Por outro lado, Armstrong continuou acusando os grandes bancos de tentar “matar a concorrência” por meio de regulamentação, em vez de superar os rivais mais novos em inovação.

O argumento da China é o ponto de discussão mais potente do setor nessa disputa porque, ao reformular as regras domésticas de criptomoedas como uma frente na disputa entre EUA e China, Armstrong e seus aliados visam reestruturar uma regulamentação mais branda como uma questão de patriotismo. É uma mensagem que encontrou um público receptivo em Washington, já que o presidente Trump se reuniu com Armstrong antes de pressionar publicamente os legisladores sobre a legislação de criptomoedas, sugerindo o quanto a corretora se alinhou à agenda do governo.
Por que Armstrong continua voltando à China
Para Armstrong, invocar a China serve a um propósito estratégico que vai além da geopolítica, pois eleva os interesses comerciais da Coinbase a questões de segurança nacional e liderança econômica — um enquadramento que ressoa entre os partidos de uma forma que o lobby restrito do setor não consegue.

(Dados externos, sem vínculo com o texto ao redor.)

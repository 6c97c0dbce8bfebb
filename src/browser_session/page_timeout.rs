//! Timeout wrapper for page operations

use anyhow::Result;
use std::future::Future;
use std::time::Duration;

/// Run `operation`, failing with a named timeout error once `limit` elapses.
pub async fn with_page_timeout<F, T>(operation: F, limit: Duration, operation_name: &str) -> Result<T>
where
    F: Future<Output = Result<T>>,
{
    match tokio::time::timeout(limit, operation).await {
        Ok(result) => result,
        Err(_) => Err(anyhow::anyhow!(
            "{operation_name} timeout after {:.1} seconds",
            limit.as_secs_f64()
        )),
    }
}

#[cfg(test)]
mod tests {
    use super::*;

    #[tokio::test(start_paused = true)]
    async fn elapsed_operation_reports_name() {
        let err = with_page_timeout(
            async {
                tokio::time::sleep(Duration::from_secs(60)).await;
                Ok(())
            },
            Duration::from_secs(30),
            "Navigation",
        )
        .await
        .unwrap_err();
        assert_eq!(err.to_string(), "Navigation timeout after 30.0 seconds");
    }

    #[tokio::test]
    async fn inner_error_passes_through() {
        let err = with_page_timeout(
            async { Err::<(), _>(anyhow::anyhow!("boom")) },
            Duration::from_secs(1),
            "Navigation",
        )
        .await
        .unwrap_err();
        assert_eq!(err.to_string(), "boom");
    }
}
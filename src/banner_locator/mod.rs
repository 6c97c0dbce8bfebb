//! Banner locating on a rendered artist page
//!
//! The page is abstracted behind [`RenderedPage`] so the heuristics do not
//! depend on the automation engine. A single [`PageSnapshot`] is captured and
//! the ordered [`strategies`] run over it until one finds a candidate.

pub mod js_scripts;
pub mod snapshot;
pub mod strategies;

use std::time::Duration;

use anyhow::Result;
use async_trait::async_trait;
use serde::{Deserialize, Serialize};
use tracing::{debug, info};

use crate::extraction::DeviceProfile;

pub use snapshot::{EntityImage, PageSnapshot, RenderedImage};
pub use strategies::{Strategy, strategies_for};

/// Capabilities the locator needs from a loaded page
#[async_trait]
pub trait RenderedPage: Send + Sync {
    /// Wait until the document is complete, then for `settle_delay`
    async fn wait_for_load(&self, settle_delay: Duration) -> Result<()>;

    /// Evaluate a JavaScript expression and return its JSON value
    async fn evaluate(&self, script: &str) -> Result<serde_json::Value>;
}

/// A possible banner image
#[derive(Debug, Clone, PartialEq, Serialize, Deserialize)]
pub struct BannerCandidate {
    pub url: String,
    /// Rendered width × height, 0 when unknown
    pub area_score: f64,
}

impl BannerCandidate {
    #[must_use]
    pub fn new(url: impl Into<String>, area_score: f64) -> Self {
        Self {
            url: url.into(),
            area_score,
        }
    }

    /// Candidate found through a style, without a known rendered size
    #[must_use]
    pub fn unscored(url: impl Into<String>) -> Self {
        Self::new(url, 0.0)
    }
}

/// Locate the banner on a page for the given device profile.
///
/// `Ok(None)` means every strategy came up empty; `Err` means talking to the
/// page failed.
pub async fn locate<P: RenderedPage + ?Sized>(
    page: &P,
    profile: DeviceProfile,
    settle_delay: Duration,
) -> Result<Option<BannerCandidate>> {
    page.wait_for_load(settle_delay).await?;

    debug!("Extracting banner from DOM ({profile})");
    let snapshot = PageSnapshot::capture(page).await?;
    debug!(
        images = snapshot.images.len(),
        backgrounds = snapshot.backgrounds.len(),
        "Captured page snapshot"
    );

    Ok(select_candidate(&snapshot, profile))
}

/// Run the profile's strategy chain over a snapshot, first hit wins
#[must_use]
pub fn select_candidate(snapshot: &PageSnapshot, profile: DeviceProfile) -> Option<BannerCandidate> {
    for strategy in strategies_for(profile) {
        if let Some(candidate) = (strategy.find)(snapshot) {
            info!(
                strategy = strategy.name,
                "Banner found: {}", candidate.url
            );
            return Some(candidate);
        }
        debug!(strategy = strategy.name, "Strategy found nothing");
    }

    info!("No banner found in DOM for this artist");
    None
}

O Bitcoin.com News noticiou sua lista de áreas nas quais ele acredita que as finanças globais ainda precisam de uma atualização, e sua iniciativa de posicionar a rede Base da Coinbase como infraestrutura financeira central,
ambas as quais se beneficiam de uma narrativa de competição nacional urgente.No entanto, críticos argumentam que envolver a lista de desejos políticos de uma empresa privada na bandeira simplifica demais as complexas compensações em torno da proteção ao consumidor e da estabilidade financeira. A própria Coinbase já teve desentendimentos com reguladores no passado, com a SEC tendo ameaçado processar a corretora, um conflito ao qual Armstrong respondeu de frente.

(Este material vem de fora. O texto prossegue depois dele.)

//! Fluent builder for `ExtractorConfig`
//!
//! Every field has a default from `utils::constants`, so `build()` cannot
//! fail; durations of zero are clamped where a zero would be meaningless.

use std::path::PathBuf;
use std::time::Duration;

use super::types::ExtractorConfig;
use crate::utils::{
    DEFAULT_COOLDOWN, DEFAULT_IMAGES_DIR, DEFAULT_NAVIGATION_TIMEOUT, DEFAULT_READY_TIMEOUT,
    DEFAULT_SETTLE_DELAY,
};

/// Smallest navigation timeout accepted by the builder
const MIN_NAVIGATION_TIMEOUT: Duration = Duration::from_secs(1);

#[derive(Debug, Clone)]
pub struct ExtractorConfigBuilder {
    images_dir: PathBuf,
    cooldown: Duration,
    settle_delay: Duration,
    navigation_timeout: Duration,
    ready_timeout: Duration,
    headless: bool,
    browserless_token: Option<String>,
}

impl Default for ExtractorConfigBuilder {
    fn default() -> Self {
        Self {
            images_dir: PathBuf::from(DEFAULT_IMAGES_DIR),
            cooldown: DEFAULT_COOLDOWN,
            settle_delay: DEFAULT_SETTLE_DELAY,
            navigation_timeout: DEFAULT_NAVIGATION_TIMEOUT,
            ready_timeout: DEFAULT_READY_TIMEOUT,
            headless: true,
            browserless_token: None,
        }
    }
}

impl From<ExtractorConfig> for ExtractorConfigBuilder {
    fn from(config: ExtractorConfig) -> Self {
        Self {
            images_dir: config.images_dir,
            cooldown: config.cooldown,
            settle_delay: config.settle_delay,
            navigation_timeout: config.navigation_timeout,
            ready_timeout: config.ready_timeout,
            headless: config.headless,
            browserless_token: config.browserless_token,
        }
    }
}

impl ExtractorConfigBuilder {
    #[must_use]
    pub fn images_dir(mut self, dir: impl Into<PathBuf>) -> Self {
        self.images_dir = dir.into();
        self
    }

    #[must_use]
    pub fn cooldown(mut self, cooldown: Duration) -> Self {
        self.cooldown = cooldown;
        self
    }

    #[must_use]
    pub fn settle_delay(mut self, delay: Duration) -> Self {
        self.settle_delay = delay;
        self
    }

    #[must_use]
    pub fn navigation_timeout(mut self, timeout: Duration) -> Self {
        self.navigation_timeout = timeout.max(MIN_NAVIGATION_TIMEOUT);
        self
    }

    #[must_use]
    pub fn ready_timeout(mut self, timeout: Duration) -> Self {
        self.ready_timeout = timeout;
        self
    }

    #[must_use]
    pub fn headless(mut self, headless: bool) -> Self {
        self.headless = headless;
        self
    }

    #[must_use]
    pub fn browserless_token(mut self, token: impl Into<String>) -> Self {
        self.browserless_token = Some(token.into());
        self
    }

    #[must_use]
    pub fn build(self) -> ExtractorConfig {
        ExtractorConfig {
            images_dir: self.images_dir,
            cooldown: self.cooldown,
            settle_delay: self.settle_delay,
            navigation_timeout: self.navigation_timeout,
            ready_timeout: self.ready_timeout,
            headless: self.headless,
            browserless_token: self.browserless_token,
        }
    }
}

#[cfg(test)]
mod tests {
    use super::*;

    #[test]
    fn defaults_match_constants() {
        let config = ExtractorConfig::default();
        assert_eq!(config.images_dir(), std::path::Path::new("images"));
        assert_eq!(config.cooldown(), Duration::from_secs(3));
        assert_eq!(config.settle_delay(), Duration::from_secs(2));
        assert_eq!(config.navigation_timeout(), Duration::from_secs(30));
        assert!(config.headless());
        assert!(config.browserless_token().is_none());
    }

    #[test]
    fn navigation_timeout_is_clamped() {
        let config = ExtractorConfig::builder()
            .navigation_timeout(Duration::ZERO)
            .build();
        assert_eq!(config.navigation_timeout(), MIN_NAVIGATION_TIMEOUT);
    }

    #[test]
    fn token_is_not_serialized() {
        let config = ExtractorConfig::builder().browserless_token("secret").build();
        let json = serde_json::to_string(&config).unwrap();
        assert!(!json.contains("secret"));
    }
}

Dito isso, vincular o destino da empresa tão fortemente a um único momento político pode ser uma faca de dois gumes se os ventos em Washington mudarem.
O que vem a seguir
A linha de Armstrong sobre a China provavelmente terá grande destaque à medida que a batalha legislativa chega à sua fase decisiva. Com as regras de estrutura de mercado ainda indefinidas e os bancos resistindo fortemente, é de se esperar que o argumento da competitividade volte a surgir em audiências, artigos de opinião e nas próprias mensagens da corretora. A Coinbase, que lembrou ao público que suas finanças são transparentes e que protege milhões de BTC em sua plataforma, tem tanto a escala quanto o incentivo para manter a pressão.
Se a narrativa da rivalidade trará os resultados políticos que Armstrong deseja ainda é uma questão em aberto, mas sua mensagem é consistente independentemente disso, ou seja, os EUA se tornaram complacentes e a concorrência é a única cura. Para um setor que busca regras favoráveis, reformular o debate em torno da China pode ser sua estratégia mais duradoura até o momento.